Monday, December 7, 2009

Correction.

TCU will play Boise State in the Fiesta Bowl instead of what I said before. This is actually worse than what I said. Instead of at least one "mid-major" team having an opportunity to prove itself against an "elite" program, two undefeated mid-majors will play each other. Proving... well, nothing of consequence. Whee. I don't know to what extent--if any--the BCS itself engineered this matchup (the Fiesta Bowl has some power over who ends up in its game), but to me the whole thing stinks. Like crap.
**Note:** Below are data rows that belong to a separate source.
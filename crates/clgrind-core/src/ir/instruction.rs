//! Kernel instruction set
//!
//! SSA instructions in the shape the front end emits them:
//! - Arithmetic and bitwise binary operations with overflow flags
//! - Integer and floating-point comparisons
//! - Conversions
//! - Memory (alloca, load, store, address computation)
//! - Vector and aggregate manipulation
//! - Control flow (phi, branches, switch, call, return)

use super::types::{AddressSpace, BlockId, DebugLoc, Operand, Type, ValueId};
use serde::{Deserialize, Serialize};
use std::fmt;

// ================================================================================================
// Operation Kinds
// ================================================================================================

#[derive(Debug, Clone, Copy, PartialEq, Eq, Hash, Serialize, Deserialize)]
pub enum BinaryOp {
    Add,
    Sub,
    Mul,
    UDiv,
    SDiv,
    URem,
    SRem,
    Shl,
    LShr,
    AShr,
    And,
    Or,
    Xor,
    FAdd,
    FSub,
    FMul,
    FDiv,
    FRem,
}

impl BinaryOp {
    pub const fn name(self) -> &'static str {
        match self {
            BinaryOp::Add => "add",
            BinaryOp::Sub => "sub",
            BinaryOp::Mul => "mul",
            BinaryOp::UDiv => "udiv",
            BinaryOp::SDiv => "sdiv",
            BinaryOp::URem => "urem",
            BinaryOp::SRem => "srem",
            BinaryOp::Shl => "shl",
            BinaryOp::LShr => "lshr",
            BinaryOp::AShr => "ashr",
            BinaryOp::And => "and",
            BinaryOp::Or => "or",
            BinaryOp::Xor => "xor",
            BinaryOp::FAdd => "fadd",
            BinaryOp::FSub => "fsub",
            BinaryOp::FMul => "fmul",
            BinaryOp::FDiv => "fdiv",
            BinaryOp::FRem => "frem",
        }
    }

    pub const fn is_float(self) -> bool {
        matches!(
            self,
            BinaryOp::FAdd | BinaryOp::FSub | BinaryOp::FMul | BinaryOp::FDiv | BinaryOp::FRem
        )
    }
}

/// Overflow and exactness flags on integer arithmetic.
#[derive(Debug, Clone, Copy, PartialEq, Eq, Hash, Default, Serialize, Deserialize)]
pub struct ArithFlags {
    /// No signed wrap
    pub nsw: bool,
    /// No unsigned wrap
    pub nuw: bool,
    pub exact: bool,
}

impl ArithFlags {
    pub const NONE: ArithFlags = ArithFlags {
        nsw: false,
        nuw: false,
        exact: false,
    };
    pub const NSW: ArithFlags = ArithFlags {
        nsw: true,
        nuw: false,
        exact: false,
    };
    pub const NUW: ArithFlags = ArithFlags {
        nsw: false,
        nuw: true,
        exact: false,
    };
}

#[derive(Debug, Clone, Copy, PartialEq, Eq, Hash, Serialize, Deserialize)]
pub enum IntPredicate {
    Eq,
    Ne,
    Ugt,
    Uge,
    Ult,
    Ule,
    Sgt,
    Sge,
    Slt,
    Sle,
}

#[derive(Debug, Clone, Copy, PartialEq, Eq, Hash, Serialize, Deserialize)]
pub enum FloatPredicate {
    False,
    Oeq,
    Ogt,
    Oge,
    Olt,
    Ole,
    One,
    Ord,
    Ueq,
    Ugt,
    Uge,
    Ult,
    Ule,
    Une,
    Uno,
    True,
}

#[derive(Debug, Clone, Copy, PartialEq, Eq, Hash, Serialize, Deserialize)]
pub enum CastOp {
    Trunc,
    ZExt,
    SExt,
    FPTrunc,
    FPExt,
    FPToUI,
    FPToSI,
    UIToFP,
    SIToFP,
    PtrToInt,
    IntToPtr,
    BitCast,
    AddrSpaceCast,
}

impl CastOp {
    pub const fn name(self) -> &'static str {
        match self {
            CastOp::Trunc => "trunc",
            CastOp::ZExt => "zext",
            CastOp::SExt => "sext",
            CastOp::FPTrunc => "fptrunc",
            CastOp::FPExt => "fpext",
            CastOp::FPToUI => "fptoui",
            CastOp::FPToSI => "fptosi",
            CastOp::UIToFP => "uitofp",
            CastOp::SIToFP => "sitofp",
            CastOp::PtrToInt => "ptrtoint",
            CastOp::IntToPtr => "inttoptr",
            CastOp::BitCast => "bitcast",
            CastOp::AddrSpaceCast => "addrspacecast",
        }
    }
}

// ================================================================================================
// Opcodes
// ================================================================================================

/// Operation performed by an [`Instruction`] together with its operands.
#[derive(Debug, Clone, PartialEq, Serialize, Deserialize)]
pub enum Opcode {
    // ============================================================================================
    // Arithmetic
    // ============================================================================================
    /// Element-wise binary operation
    Binary {
        op: BinaryOp,
        lhs: Operand,
        rhs: Operand,
        flags: ArithFlags,
    },

    /// Floating-point negation
    FNeg { operand: Operand },

    /// Integer or pointer comparison producing `i1` per lane
    ICmp {
        pred: IntPredicate,
        lhs: Operand,
        rhs: Operand,
    },

    /// Floating-point comparison producing `i1` per lane
    FCmp {
        pred: FloatPredicate,
        lhs: Operand,
        rhs: Operand,
    },

    /// Conversion to the instruction's result type
    Cast { op: CastOp, operand: Operand },

    /// Lane-wise (vector condition) or whole-value (scalar condition) choice
    Select {
        condition: Operand,
        if_true: Operand,
        if_false: Operand,
    },

    // ============================================================================================
    // Memory
    // ============================================================================================
    /// Reserve `count` elements of `allocated` in private memory
    Alloca { allocated: Type, count: Operand },

    /// Load a value of the result type
    Load { pointer: Operand, space: AddressSpace },

    /// Store `value` through `pointer`
    Store {
        value: Operand,
        pointer: Operand,
        space: AddressSpace,
    },

    /// Address arithmetic over `source`-typed elements
    GetElementPtr {
        source: Type,
        base: Operand,
        indices: Vec<Operand>,
    },

    // ============================================================================================
    // Vectors and Aggregates
    // ============================================================================================
    ExtractElement { vector: Operand, index: Operand },

    InsertElement {
        vector: Operand,
        element: Operand,
        index: Operand,
    },

    /// Lane permutation; mask entries index the concatenation of `lhs` and
    /// `rhs`, negative entries yield undefined lanes
    ShuffleVector {
        lhs: Operand,
        rhs: Operand,
        mask: Vec<i32>,
    },

    ExtractValue { aggregate: Operand, indices: Vec<u32> },

    InsertValue {
        aggregate: Operand,
        element: Operand,
        indices: Vec<u32>,
    },

    // ============================================================================================
    // Control Flow
    // ============================================================================================
    /// Value selected by the predecessor block
    Phi { incoming: Vec<(Operand, BlockId)> },

    /// Call a module function or a builtin
    Call { callee: String, args: Vec<Operand> },

    Br { target: BlockId },

    CondBr {
        condition: Operand,
        if_true: BlockId,
        if_false: BlockId,
    },

    Switch {
        condition: Operand,
        default: BlockId,
        cases: Vec<(u64, BlockId)>,
    },

    Ret { value: Option<Operand> },

    Unreachable,
}

impl Opcode {
    pub fn mnemonic(&self) -> &'static str {
        match self {
            Opcode::Binary { op, .. } => op.name(),
            Opcode::FNeg { .. } => "fneg",
            Opcode::ICmp { .. } => "icmp",
            Opcode::FCmp { .. } => "fcmp",
            Opcode::Cast { op, .. } => op.name(),
            Opcode::Select { .. } => "select",
            Opcode::Alloca { .. } => "alloca",
            Opcode::Load { .. } => "load",
            Opcode::Store { .. } => "store",
            Opcode::GetElementPtr { .. } => "getelementptr",
            Opcode::ExtractElement { .. } => "extractelement",
            Opcode::InsertElement { .. } => "insertelement",
            Opcode::ShuffleVector { .. } => "shufflevector",
            Opcode::ExtractValue { .. } => "extractvalue",
            Opcode::InsertValue { .. } => "insertvalue",
            Opcode::Phi { .. } => "phi",
            Opcode::Call { .. } => "call",
            Opcode::Br { .. } => "br",
            Opcode::CondBr { .. } => "br",
            Opcode::Switch { .. } => "switch",
            Opcode::Ret { .. } => "ret",
            Opcode::Unreachable => "unreachable",
        }
    }

    pub fn is_terminator(&self) -> bool {
        matches!(
            self,
            Opcode::Br { .. } | Opcode::CondBr { .. } | Opcode::Switch { .. } | Opcode::Ret { .. } | Opcode::Unreachable
        )
    }

    pub fn is_phi(&self) -> bool {
        matches!(self, Opcode::Phi { .. })
    }

    /// Blocks this terminator can transfer control to.
    pub fn successors(&self) -> Vec<BlockId> {
        match self {
            Opcode::Br { target } => vec![*target],
            Opcode::CondBr { if_true, if_false, .. } => vec![*if_true, *if_false],
            Opcode::Switch { default, cases, .. } => {
                let mut targets = vec![*default];
                targets.extend(cases.iter().map(|(_, block)| *block));
                targets
            }
            _ => Vec::new(),
        }
    }

    /// All value operands in source order.
    pub fn operands(&self) -> Vec<&Operand> {
        match self {
            Opcode::Binary { lhs, rhs, .. } | Opcode::ICmp { lhs, rhs, .. } | Opcode::FCmp { lhs, rhs, .. } => {
                vec![lhs, rhs]
            }
            Opcode::FNeg { operand } | Opcode::Cast { operand, .. } => vec![operand],
            Opcode::Select {
                condition,
                if_true,
                if_false,
            } => vec![condition, if_true, if_false],
            Opcode::Alloca { count, .. } => vec![count],
            Opcode::Load { pointer, .. } => vec![pointer],
            Opcode::Store { value, pointer, .. } => vec![value, pointer],
            Opcode::GetElementPtr { base, indices, .. } => std::iter::once(base).chain(indices.iter()).collect(),
            Opcode::ExtractElement { vector, index } => vec![vector, index],
            Opcode::InsertElement { vector, element, index } => vec![vector, element, index],
            Opcode::ShuffleVector { lhs, rhs, .. } => vec![lhs, rhs],
            Opcode::ExtractValue { aggregate, .. } => vec![aggregate],
            Opcode::InsertValue { aggregate, element, .. } => vec![aggregate, element],
            Opcode::Phi { incoming } => incoming.iter().map(|(value, _)| value).collect(),
            Opcode::Call { args, .. } => args.iter().collect(),
            Opcode::CondBr { condition, .. } | Opcode::Switch { condition, .. } => vec![condition],
            Opcode::Ret { value } => value.iter().collect(),
            Opcode::Br { .. } | Opcode::Unreachable => Vec::new(),
        }
    }
}

// ================================================================================================
// Instructions and Blocks
// ================================================================================================

/// One SSA instruction.
#[derive(Debug, Clone, PartialEq, Serialize, Deserialize)]
pub struct Instruction {
    pub opcode: Opcode,
    /// Value defined by this instruction, if any
    pub result: Option<ValueId>,
    /// Result type (`Void` when `result` is `None`)
    pub ty: Type,
    pub debug_loc: Option<DebugLoc>,
}

impl Instruction {
    pub fn new(opcode: Opcode, result: Option<ValueId>, ty: Type) -> Self {
        Self {
            opcode,
            result,
            ty,
            debug_loc: None,
        }
    }

    pub fn with_debug_loc(mut self, loc: DebugLoc) -> Self {
        self.debug_loc = Some(loc);
        self
    }
}

impl fmt::Display for Instruction {
    fn fmt(&self, f: &mut fmt::Formatter<'_>) -> fmt::Result {
        if let Some(result) = self.result {
            write!(f, "{result} = ")?;
        }
        write!(f, "{}", self.opcode.mnemonic())?;
        if let Opcode::Call { callee, .. } = &self.opcode {
            write!(f, " {callee}")?;
        }
        for (i, operand) in self.opcode.operands().iter().enumerate() {
            write!(f, "{} {operand}", if i == 0 { "" } else { "," })?;
        }
        Ok(())
    }
}

#[derive(Debug, Clone, PartialEq, Default, Serialize, Deserialize)]
pub struct BasicBlock {
    pub name: String,
    pub instructions: Vec<Instruction>,
}

impl BasicBlock {
    pub fn new(name: impl Into<String>) -> Self {
        Self {
            name: name.into(),
            instructions: Vec::new(),
        }
    }

    pub fn terminator(&self) -> Option<&Instruction> {
        self.instructions.last().filter(|inst| inst.opcode.is_terminator())
    }
}

#[cfg(test)]
mod tests {
    use super::*;
    use crate::ir::Constant;

    #[test]
    fn test_successors() {
        let switch = Opcode::Switch {
            condition: Operand::Value(ValueId(0)),
            default: BlockId(1),
            cases: vec![(0, BlockId(2)), (7, BlockId(3))],
        };
        assert_eq!(switch.successors(), vec![BlockId(1), BlockId(2), BlockId(3)]);
        assert!(switch.is_terminator());
        assert!(Opcode::Ret { value: None }.successors().is_empty());
    }

    #[test]
    fn test_operands_in_order() {
        let store = Opcode::Store {
            value: Operand::Const(Constant::i32(5)),
            pointer: Operand::Value(ValueId(2)),
            space: AddressSpace::Global,
        };
        let ops = store.operands();
        assert_eq!(ops.len(), 2);
        assert_eq!(ops[1].as_value(), Some(ValueId(2)));
    }

    #[test]
    fn test_display() {
        let inst = Instruction::new(
            Opcode::Binary {
                op: BinaryOp::Add,
                lhs: Operand::Value(ValueId(0)),
                rhs: Operand::Value(ValueId(1)),
                flags: ArithFlags::NSW,
            },
            Some(ValueId(2)),
            Type::I32,
        );
        assert_eq!(inst.to_string(), "%2 = add %0, %1");
    }
}
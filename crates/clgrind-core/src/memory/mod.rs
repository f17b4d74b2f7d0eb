//! Simulated device memory
//!
//! One [`Memory`] instance backs each address space: private memories belong
//! to a single work-item, local memories to a single work-group, and the
//! global memory (which also holds constant data) is shared by the whole
//! invocation and the host.
//!
//! # Addressing
//!
//! ```text
//!  63                 64-buffer_bits                    0
//! ┌────────────────────┬─────────────────────────────────┐
//! │     buffer id      │             offset              │
//! └────────────────────┴─────────────────────────────────┘
//! ```
//!
//! Buffer id 0 is never handed out, so the null pointer never decodes to a
//! live buffer.
//!
//! Methods here only move bytes. Plugin notification is the caller's job,
//! since only the caller knows which entity performed the access.

pub mod lock_array;

use crate::error::{Result, SimError};
use crate::ir::AddressSpace;
use crate::flags::flag_set;
use parking_lot::{Mutex, RwLock};
use std::sync::atomic::{AtomicU64, AtomicU8, Ordering};

pub use lock_array::{LockArray, ShardKey, ShardedMap, DEFAULT_BUCKETS};

/// Buffer-id width used unless configured otherwise.
pub const DEFAULT_BUFFER_BITS: u32 = 16;

static NEXT_MEMORY_ID: AtomicU64 = AtomicU64::new(1);

flag_set! {
    /// Access restrictions for kernel accesses to a buffer.
    pub struct MemFlags {
        const READ_ONLY = 1 << 0;
        const WRITE_ONLY = 1 << 1;
    }
}

flag_set! {
    /// Host mapping mode of a buffer region.
    pub struct MapFlags {
        const READ = 1 << 0;
        const WRITE = 1 << 1;
    }
}

/// Read-modify-write operations supported by [`Memory::atomic`].
#[derive(Debug, Clone, Copy, PartialEq, Eq, Hash)]
pub enum AtomicOp {
    Add,
    Sub,
    Xchg,
    Inc,
    Dec,
    CmpXchg,
    /// Signed minimum
    Min,
    /// Signed maximum
    Max,
    UMin,
    UMax,
    And,
    Or,
    Xor,
    /// Plain atomic read
    Load,
    /// Plain atomic write
    Store,
}

impl AtomicOp {
    /// Whether the operation writes memory.
    pub fn writes(self) -> bool {
        !matches!(self, AtomicOp::Load)
    }

    /// Value stored for an old value `old` (`None` when nothing is written).
    pub fn apply(self, old: u64, operand: u64, compare: u64, size: usize) -> Option<u64> {
        let bits = size as u32 * 8;
        let mask = if bits >= 64 { u64::MAX } else { (1u64 << bits) - 1 };
        let sext = |v: u64| -> i64 {
            let shift = 64 - bits;
            ((v << shift) as i64) >> shift
        };
        let new = match self {
            AtomicOp::Add => old.wrapping_add(operand),
            AtomicOp::Sub => old.wrapping_sub(operand),
            AtomicOp::Xchg | AtomicOp::Store => operand,
            AtomicOp::Inc => old.wrapping_add(1),
            AtomicOp::Dec => old.wrapping_sub(1),
            AtomicOp::CmpXchg => {
                if old & mask == compare & mask {
                    operand
                } else {
                    return None;
                }
            }
            AtomicOp::Min => {
                if sext(operand & mask) < sext(old & mask) {
                    operand
                } else {
                    old
                }
            }
            AtomicOp::Max => {
                if sext(operand & mask) > sext(old & mask) {
                    operand
                } else {
                    old
                }
            }
            AtomicOp::UMin => (operand & mask).min(old & mask),
            AtomicOp::UMax => (operand & mask).max(old & mask),
            AtomicOp::And => old & operand,
            AtomicOp::Or => old | operand,
            AtomicOp::Xor => old ^ operand,
            AtomicOp::Load => return None,
        };
        Some(new & mask)
    }
}

struct Buffer {
    size: u64,
    flags: MemFlags,
    data: Box<[AtomicU8]>,
}

impl Buffer {
    fn zeroed(size: u64, flags: MemFlags) -> Self {
        Self {
            size,
            flags,
            data: (0..size).map(|_| AtomicU8::new(0)).collect(),
        }
    }

    fn read(&self, offset: usize, out: &mut [u8]) {
        for (dst, src) in out.iter_mut().zip(&self.data[offset..]) {
            *dst = src.load(Ordering::Relaxed);
        }
    }

    fn write(&self, offset: usize, data: &[u8]) {
        for (dst, src) in self.data[offset..].iter().zip(data) {
            dst.store(*src, Ordering::Relaxed);
        }
    }
}

/// Byte-addressable buffer arena for one address space.
pub struct Memory {
    id: u64,
    space: AddressSpace,
    buffer_bits: u32,
    buffers: RwLock<Vec<Option<Buffer>>>,
    free_ids: Mutex<Vec<usize>>,
    total_allocated: AtomicU64,
    atomic_locks: LockArray,
}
It makes sense to pit the two together for big-6 conference and BCS execs. An elite program playing a non-elite is a lose-lose for the elite program. For example, if Texas plays TCU and wins, they feel they haven't gained anything besides maintaining the status-quo--they're expected to win, they're Texas. If Texas plays TCU and loses, well now, that's just downright embarrassing, isn't it? And the same thing works in reverse in TCU's favor. So it's no wonder rising programs like Boise State can't get any big-name programs to schedule any games with them--meanwhile a lack of "quality" wins over big-name programs is referred to whenever teams like Boise State or TCU ask for a little fairness in rankings, respect, bowl matchups or what have you.

That is what we call a Catch-22, and it's no accident.